4 Natural Remedies for the Treatment of Glaucoma
While natural remedies cannot and should not replace professional medical advice, controlling your eye pressure by eating healthily, reducing stress and staying active can certainly improve your quality of life with glaucoma. Be sure to run the changes you want to make past your physician for advice and assistance to be on the safe side.
Pacing and Monitoring Fluid Consumption
While it's important to stay well hydrated, people with glaucoma may experience increased eye pressure after consuming large quantities of water. Studies suggest that this effect occurs in up to 80 percent of glaucoma sufferers with as little as a quart of water consumed over 20 minutes. Glaucoma patients should be careful to pace their consumption of fluids to mitigate this effect. In some studies, caffeine has also been implicated in increased eye pressure, so choosing non-caffeinated drinks is a reasonable precautionary measure for glaucoma sufferers.
While there are no specific vitamins or supplements recommended for glaucoma treatment or prevention, many nutrients are renowned for assisting with general eye health and may therefore assist in preventing further deterioration. Essential nutrients for eye health include zinc, copper and selenium, as well as antioxidant vitamins C, E and A. Keeping insulin levels even and preventing carbohydrate-induced spikes can help to control eye pressure.
A balanced diet with plenty of lightly cooked or raw vegetables, especially leafy greens, is the best way to ensure good nutrient levels. Consulting a medical specialist for advice on supplementation may be worthwhile if you have concerns about the quality of your diet in this regard, however.
Healthy Body, Health Eyes
Current evidence suggests that exercise on its own can help to reduce inner eye pressure by around 20 percent, a significant improvement for those with glaucoma. Sessions at least three times a week were required for best effect, and the effects were lost in those patients who ceased to exercise for two weeks or more. Open-angle glaucoma in particular responds well to this type of treatment, and even regular walking may be sufficient to create a noticeable level of improvement.

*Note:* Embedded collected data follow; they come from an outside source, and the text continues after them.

use crate::components::{Aabb, BodyKind};

/// Colour used for the player in render descriptions.
pub const PLAYER_COLOR: &str = "white";

/// Everything needed to register a non-player body with the world.
#[derive(Clone, Debug, PartialEq)]
pub enum BodySpec {
    /// Immobile terrain. Only `solid` terrain takes part in collision.
    Terrain {
        aabb: Aabb,
        solid: bool,
        breakable: bool,
        color: String,
    },
    /// Pushable, gravity-affected box.
    Moveable { aabb: Aabb, color: String },
}

impl BodySpec {
    pub fn solid(x: f32, y: f32, w: f32, h: f32, color: &str) -> Self {
        Self::Terrain {
            aabb: Aabb::new(x, y, w, h),
            solid: true,
            breakable: false,
            color: color.to_string(),
        }
    }

    pub fn breakable(x: f32, y: f32, w: f32, h: f32, color: &str) -> Self {
        Self::Terrain {
            aabb: Aabb::new(x, y, w, h),
            solid: true,
            breakable: true,
            color: color.to_string(),
        }
    }

    /// Rendered but never collided with.
    pub fn decor(x: f32, y: f32, w: f32, h: f32, color: &str) -> Self {
        Self::Terrain {
            aabb: Aabb::new(x, y, w, h),
            solid: false,
            breakable: false,
            color: color.to_string(),
        }
    }

    pub fn moveable(x: f32, y: f32, w: f32, h: f32, color: &str) -> Self {
        Self::Moveable {
            aabb: Aabb::new(x, y, w, h),
            color: color.to_string(),
        }
    }

    pub fn aabb(&self) -> &Aabb {
        match self {
            Self::Terrain { aabb, .. } | Self::Moveable { aabb, .. } => aabb,
        }
    }

    pub fn color(&self) -> &str {
        match self {
            Self::Terrain { color, .. } | Self::Moveable { color, .. } => color,
        }
    }

    pub fn kind(&self) -> BodyKind {
        match self {
            Self::Terrain { solid: false, .. } => BodyKind::Decor,
            Self::Terrain { breakable: true, .. } => BodyKind::Breakable,
            Self::Terrain { .. } => BodyKind::Solid,
            Self::Moveable { .. } => BodyKind::Moveable,
        }
    }
}
//! Physics tuning, loadable from a TOML file.

use serde::Deserialize;
use std::path::{Path, PathBuf};
use thiserror::Error;

/// Every tunable of the simulation. Missing TOML keys fall back to [`Default`].
#[derive(Debug, Clone, Deserialize)]
#[serde(default)]
pub struct PhysicsConfig {
    /// Gravity added to vertical velocity per tick. The sign picks the floor.
    pub gravity: f32,
    /// Fixed tick period in milliseconds.
    pub tick_interval_ms: u64,
    /// Edge length of the square player body.
    pub player_size: f32,
    /// Minimum horizontal speed while a direction is held.
    pub walk_speed: f32,
    /// Horizontal velocity multiplier applied every tick.
    pub damping: f32,
    /// Player horizontal speed at or below which velocity snaps to zero.
    pub drift_cutoff: f32,
    /// Player speed above which a breakable block shatters on contact.
    pub break_speed: f32,
    pub dash_speed: f32,
    /// Horizontal speed at or below which a grounded player regains the dash.
    pub dash_recharge_speed: f32,
    pub jump_speed: f32,
    pub particle_count: usize,
    /// Half-width of the uniform velocity jitter added to each particle.
    pub particle_jitter: f32,
    pub particle_size: f32,
    pub particle_lifetime_ms: u64,
    /// Longest push chain a single displacement may travel through.
    pub max_push_chain: usize,
    /// Seed for particle jitter.
    pub seed: u64,
}

impl Default for PhysicsConfig {
    fn default() -> Self {
        Self {
            gravity: 0.2,
            tick_interval_ms: 10,
            player_size: 40.0,
            walk_speed: 3.0,
            damping: 0.9,
            drift_cutoff: 0.1,
            break_speed: 5.0,
            dash_speed: 30.0,
            dash_recharge_speed: 3.0,
            jump_speed: 10.0,
            particle_count: 10,
            particle_jitter: 10.0,
            particle_size: 8.0,
            particle_lifetime_ms: 200,
            max_push_chain: 32,
            seed: 0x5eed,
        }
    }
}

impl PhysicsConfig {
    /// Load and validate a configuration file.
    pub fn from_file(path: &Path) -> Result<Self, ConfigError> {
        let content = std::fs::read_to_string(path).map_err(|source| ConfigError::Io {
            path: path.to_path_buf(),
            source,
        })?;
        let config: Self = toml::from_str(&content).map_err(|source| ConfigError::Parse {
            path: path.to_path_buf(),
            source,
        })?;
        config.validate()?;
        Ok(config)
    }

    pub fn validate(&self) -> Result<(), ConfigError> {
        if self.tick_interval_ms == 0 {
            return Err(ConfigError::Invalid("tick_interval_ms must be positive".into()));
        }
        if self.player_size <= 0.0 {
            return Err(ConfigError::Invalid("player_size must be positive".into()));
        }
        if !(self.damping > 0.0 && self.damping <= 1.0) {
            return Err(ConfigError::Invalid("damping must lie in (0, 1]".into()));
        }
        if self.max_push_chain == 0 {
            return Err(ConfigError::Invalid("max_push_chain must be at least 1".into()));
        }
        if self.particle_jitter < 0.0 {
            return Err(ConfigError::Invalid("particle_jitter must not be negative".into()));
        }
        Ok(())
    }
}

/// Errors that can occur when loading a configuration file.
#[derive(Debug, Error)]
pub enum ConfigError {
    #[error("failed to read {}: {source}", .path.display())]
    Io {
        path: PathBuf,
        #[source]
        source: std::io::Error,
    },
    #[error("failed to parse {}: {source}", .path.display())]
    Parse {
        path: PathBuf,
        #[source]
        source: toml::de::Error,
    },
    #[error("invalid configuration: {0}")]
    Invalid(String),
}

However, closed-angle glaucoma is unlikely to respond as well to any form of exercise. Strenuous exercises and those that include a lowered head, such as some yoga positions, can also increase inner eye pressure, so you should avoid doing these types of exercise.
Acute stress can bring on a glaucoma attack, so finding ways to manage stress and control your responses can help to prevent symptoms from appearing. Many people use biofeedback techniques and meditation to regulate stress levels, and classes are available at all levels to help you learn these practices.
It is not possible to remove all of the effects of glaucoma using natural techniques, but several methods of self-help are available. These can supplement the medical treatment and help to mitigate symptoms. While a focus on correct diet and activity can help with many conditions, including glaucoma, patients should always seek medical advice before making any radical changes to their lifestyles or diets.